Магистр дернул уголком губ.

– Неважно. Важно другое. Вы, надеюсь, уже догадываетесь, какую организацию я представляю?

– Орден Люцифера?

Хозяин орехового кабинета тонко усмехнулся.

– Можно и так назвать. Хотя лично я предпочитаю – «Орден Света». Звучит не так зловеще, правда? – Магистр посмотрел на часы. – У меня не так много времени, поэтому говорить буду конкретно и по сути. У нас могущественная организация, господин Берсенев. Можно сказать, что с нами весь цвет нации. Не верите?

Магистр взял со стола пульт, направил его на телевизор и нажал на кнопку. Экран мягко замерцал.

– Это вручение правительственных наград деятелям искусств и политики, которое прошло недавно в Кремле, – прокомментировал магистр.

На экране телевизора появилась сцена, перед которой в удобных креслах сидели люди, известные всей стране. Политики, актеры, режиссеры, литераторы.

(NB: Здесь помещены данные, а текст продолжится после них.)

#![cfg_attr(not(test), no_std)]
#![allow(clippy::new_without_default)]
extern crate alloc;

pub mod arena;
pub mod config;
pub mod dma;
pub mod emulator;
pub mod error;
pub mod framebuffer;
pub mod hw;
pub mod palette;
pub mod scanline;
pub mod scheduler;
pub mod tmds;
//! Hardware ownership for scanout.
//!
//! The four DMA channels and two PIO state machines are claimed exactly once
//! through [`VideoPeripherals::take`]. The tokens are neither `Clone` nor
//! `Copy`, so a backend built from them is the only code that can touch
//! those channels.

use core::sync::atomic::{AtomicBool, AtomicUsize, Ordering};

use crate::dma::{ChainPlan, ChannelIds, Endpoints};
use crate::error::ScanoutError;

pub mod map;
#[cfg(feature = "rp2350")]
pub mod rp2350;
pub mod sim;

pub trait ScanoutHardware {
    /// Register and FIFO addresses for [`ChainPlan::build`].
    fn endpoints(&self) -> Endpoints;

    /// Program both chains and start streaming. Called once.
    fn start(&mut self, plan: &ChainPlan) -> Result<(), ScanoutError>;

    /// Clear the line interrupt.
    fn acknowledge_line(&mut self);

    /// Point the control channel at `cell` without triggering it; the data
    /// channel's chain starts it when the current line ends.
    fn queue_line(&mut self, cell: &AtomicUsize);
}

#[derive(Debug, PartialEq, Eq)]
pub struct DmaChannel {
    id: u8,
}

impl DmaChannel {
    pub fn id(&self) -> u8 {
        self.id
    }
}

#[derive(Debug, PartialEq, Eq)]
pub struct StateMachine {
    pio: u8,
    sm: u8,
}

impl StateMachine {
    pub fn pio(&self) -> u8 {
        self.pio
    }

    pub fn sm(&self) -> u8 {
        self.sm
    }
}

/// Everything scanout needs: two chains of two channels, a serializer and an
/// address converter. Both state machines live on PIO1.
#[derive(Debug)]
pub struct VideoPeripherals {
    pub line_data: DmaChannel,
    pub line_ctrl: DmaChannel,
    pub palette_data: DmaChannel,
    pub palette_ctrl: DmaChannel,
    pub video_sm: StateMachine,
    pub conv_sm: StateMachine,
}

static TAKEN: AtomicBool = AtomicBool::new(false);

impl VideoPeripherals {
    /// Claim the scanout peripherals. `None` after the first call.
    pub fn take() -> Option<Self> {
        if TAKEN.swap(true, Ordering::AcqRel) {
            return None;
        }
        // SAFETY: first and only claim
        Some(unsafe { Self::steal() })
    }

    /// Like [`take`](Self::take), as a start-up error.
    pub fn claim() -> Result<Self, ScanoutError> {
        Self::take().ok_or(ScanoutError::PeripheralsTaken)
    }

    /// # Safety
    /// Creates tokens regardless of earlier claims. Two live owners of the
    /// same hardware channels will corrupt each other's chains.
    pub unsafe fn steal() -> Self {
        Self {
            line_data: DmaChannel { id: 0 },
            line_ctrl: DmaChannel { id: 1 },
            palette_data: DmaChannel { id: 2 },
            palette_ctrl: DmaChannel { id: 3 },
            video_sm: StateMachine { pio: 1, sm: 0 },
            conv_sm: StateMachine { pio: 1, sm: 1 },
        }
    }

    pub fn channel_ids(&self) -> ChannelIds {
        ChannelIds {
            line_data: self.line_data.id,
            line_ctrl: self.line_ctrl.id,
            palette_data: self.palette_data.id,
            palette_ctrl: self.palette_ctrl.id,
        }
    }

    /// Where the claimed channels and state machines sit in the address map.
    pub fn endpoints(&self) -> Endpoints {
        let channels = self.channel_ids();
        let (conv, video) = (&self.conv_sm, &self.video_sm);
        Endpoints {
            channels,
            line_data_read_addr: map::dma_read_addr(channels.line_data),
            palette_data_read_addr: map::dma_read_addr(channels.palette_data),
            conv_tx_fifo: map::pio_txf(conv.pio, conv.sm),
            conv_rx_fifo: map::pio_rxf(conv.pio, conv.sm),
            video_tx_fifo: map::pio_txf(video.pio, video.sm),
            dreq_conv_tx: map::dreq_tx(conv.pio, conv.sm),
            dreq_conv_rx: map::dreq_rx(conv.pio, conv.sm),
            dreq_video_tx: map::dreq_tx(video.pio, video.sm),
        }
    }
}

#[cfg(test)]
mod tests {
    use super::*;
    use pretty_assertions::assert_eq;

    #[test]
    fn peripherals_are_claimed_once() {
        let first = VideoPeripherals::take();
        assert!(first.is_some());
        assert!(VideoPeripherals::take().is_none());
        assert_eq!(VideoPeripherals::claim().err(), Some(ScanoutError::PeripheralsTaken));
        assert_eq!(first.map(|p| p.channel_ids().mask()), Some(0b1111));
    }
}
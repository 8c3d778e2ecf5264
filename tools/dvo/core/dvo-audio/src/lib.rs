#![cfg_attr(not(test), no_std)]
extern crate alloc;

pub mod audio_output;
pub mod mixing;

pub use audio_output::{audio_channel, AudioConsumer, AudioProducer, AudioSink, NullSink, Playback, Publish};
pub use mixing::{Gain, Limiter};

/// Shape of the chunk ring and the conditioning applied on the way in.
#[derive(Copy, Clone, Debug, PartialEq, Eq)]
pub struct AudioConfig {
    pub sample_rate: u32,
    /// emulated frames per second, one chunk each
    pub frame_rate: u32,
    pub frames_per_chunk: usize,
    /// ring capacity in chunks
    pub depth: usize,
    pub gain: Gain,
    /// below this many queued chunks the producer falls back to the hard clamp
    pub low_watermark: usize,
    /// length of the fade-in/fade-out ramps around an underrun
    pub fade_frames: usize,
}

impl AudioConfig {
    /// I2S output at 24 kHz, one 400-frame chunk per 60 Hz frame.
    pub const I2S_24K: AudioConfig = AudioConfig {
        sample_rate: 24_000,
        frame_rate: 60,
        frames_per_chunk: 400,
        depth: 16,
        gain: Gain::new(8, 5),
        low_watermark: 0,
        fade_frames: 128,
    };

    /// Buffer-pool output at 22.05 kHz.
    pub const POOL_22K: AudioConfig = AudioConfig {
        sample_rate: 22_050,
        frame_rate: 60,
        frames_per_chunk: 512,
        depth: 4,
        gain: Gain::UNITY,
        low_watermark: 0,
        fade_frames: 128,
    };

    /// Native 32040 Hz stream played back at 55 frames per second.
    pub const FRAMEDROP_32K: AudioConfig = AudioConfig {
        sample_rate: 32_040 * 60 / 55,
        frame_rate: 55,
        frames_per_chunk: 635,
        depth: 5,
        gain: Gain::UNITY,
        low_watermark: 0,
        fade_frames: 128,
    };

    pub fn chunk_micros(&self) -> u64 {
        self.frames_per_chunk as u64 * 1_000_000 / self.sample_rate.max(1) as u64
    }
}

impl Default for AudioConfig {
    fn default() -> Self {
        Self::I2S_24K
    }
}
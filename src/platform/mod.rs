//! Platform-specific watcher engines.
//!
//! Each platform blocks in a different primitive (`poll` on Linux,
//! `CFRunLoopRun` on macOS, alertable `SleepEx` on Windows) and each has its
//! own way of being woken from another thread. The [`Waker`] trait is the
//! only cross-platform seam: submitting a command signals the waker, the
//! engine wakes up, drains the queue and goes back to sleep.

use std::sync::Arc;

use crossbeam_channel::Sender;

use crate::error::Result;

#[cfg(target_os = "linux")]
mod linux;
#[cfg(target_os = "macos")]
mod macos;
#[cfg(target_os = "windows")]
mod windows;

#[cfg(target_os = "linux")]
pub(crate) use linux::run;
#[cfg(target_os = "macos")]
pub(crate) use macos::run;
#[cfg(target_os = "windows")]
pub(crate) use windows::run;

#[cfg(not(any(target_os = "linux", target_os = "macos", target_os = "windows")))]
compile_error!("fs-notifier only supports Linux, macOS and Windows");

/// Wakes the worker thread out of its platform blocking primitive so it
/// drains the command queue
pub(crate) trait Waker: Send + Sync {
	fn wake(&self) -> Result<()>;
}

/// Carries either the ready-to-use waker or the engine's initialization
/// failure back to [`Watcher::start`](crate::Watcher::start)
pub(crate) type StartupSender = Sender<Result<Arc<dyn Waker>>>;

/// Lifecycle of a single watch point.
///
/// `Listening` points own exactly one live kernel resource. The transitions
/// are: arm moves `NotListening` to `Listening`; an explicit cancel moves
/// `Listening` to `Cancelled` until the kernel acknowledges it with
/// `Finished`; an I/O error or deletion of the root moves `Listening`
/// straight to `Finished`.
#[derive(Debug, Clone, Copy, PartialEq, Eq)]
#[cfg_attr(not(target_os = "windows"), allow(dead_code))]
pub(crate) enum WatchPointStatus {
	NotListening,
	Listening,
	Cancelled,
	Finished,
}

– Вы видите? – быстро проговорил магистр, глядя на дьякона такими же мерцающими и переливчатыми, как экран телевизора, глазами. – Теперь вы понимаете, какая мы сила?

– Да, – сказал дьякон. – Вижу. Но вам не удалось заполучить пелену.

Магистр поморщился, словно вспомнил о чем-то неприятном, и выключил телевизор.

– Пелена сгорела, – сказал он с легким вздохом. – Оно и к лучшему. Я никогда не верил в ее чудодейственные свойства, но в нашей стране много темных и невежественных людей. Представьте, что было бы, если бы они поверили. Если уж иконы «лечат», то что говорить о пеленке того, кого они считают Богом! Цивилизация, батюшка, вещь хрупкая. Одна маленькая и на первый взгляд незначительная деталь способна вновь ввергнуть нас в пучину средневекового мракобесия. Со всеми ее ангелами, демонами, ведьмами и кострами. Не знаю, как вам, а мне эта перспектива представляется чудовищной. И я намерен противостоять ей любыми способами.

– Тихомирова вы убили из тех же соображений? – поинтересовался дьякон.

Брови магистра сошлись на переносице.

– Он не должен был погибнуть. Майор Стеклов переусердствовал. Никто не застрахован от дураков, даже мы.

– Но пелена…

– Да забудьте вы про свою пелену! – досадливо воскликнул магистр. – Я говорю вам о реальном деле. О кропотливой работе по усовершенствованию политического устройства мира, о внедрении в сознание людей понятия о новых духовных опорах. Я говорю вам о прогрессе – зримом и неуклонном. О достижении высочайшей гармонии между людьми внутри общества, которое мы в конце концов построим. О счастье для всех без исключения.

– Цель отрадная, – сказал отец Андрей. – Но я сильно сомневаюсь в ее достижении.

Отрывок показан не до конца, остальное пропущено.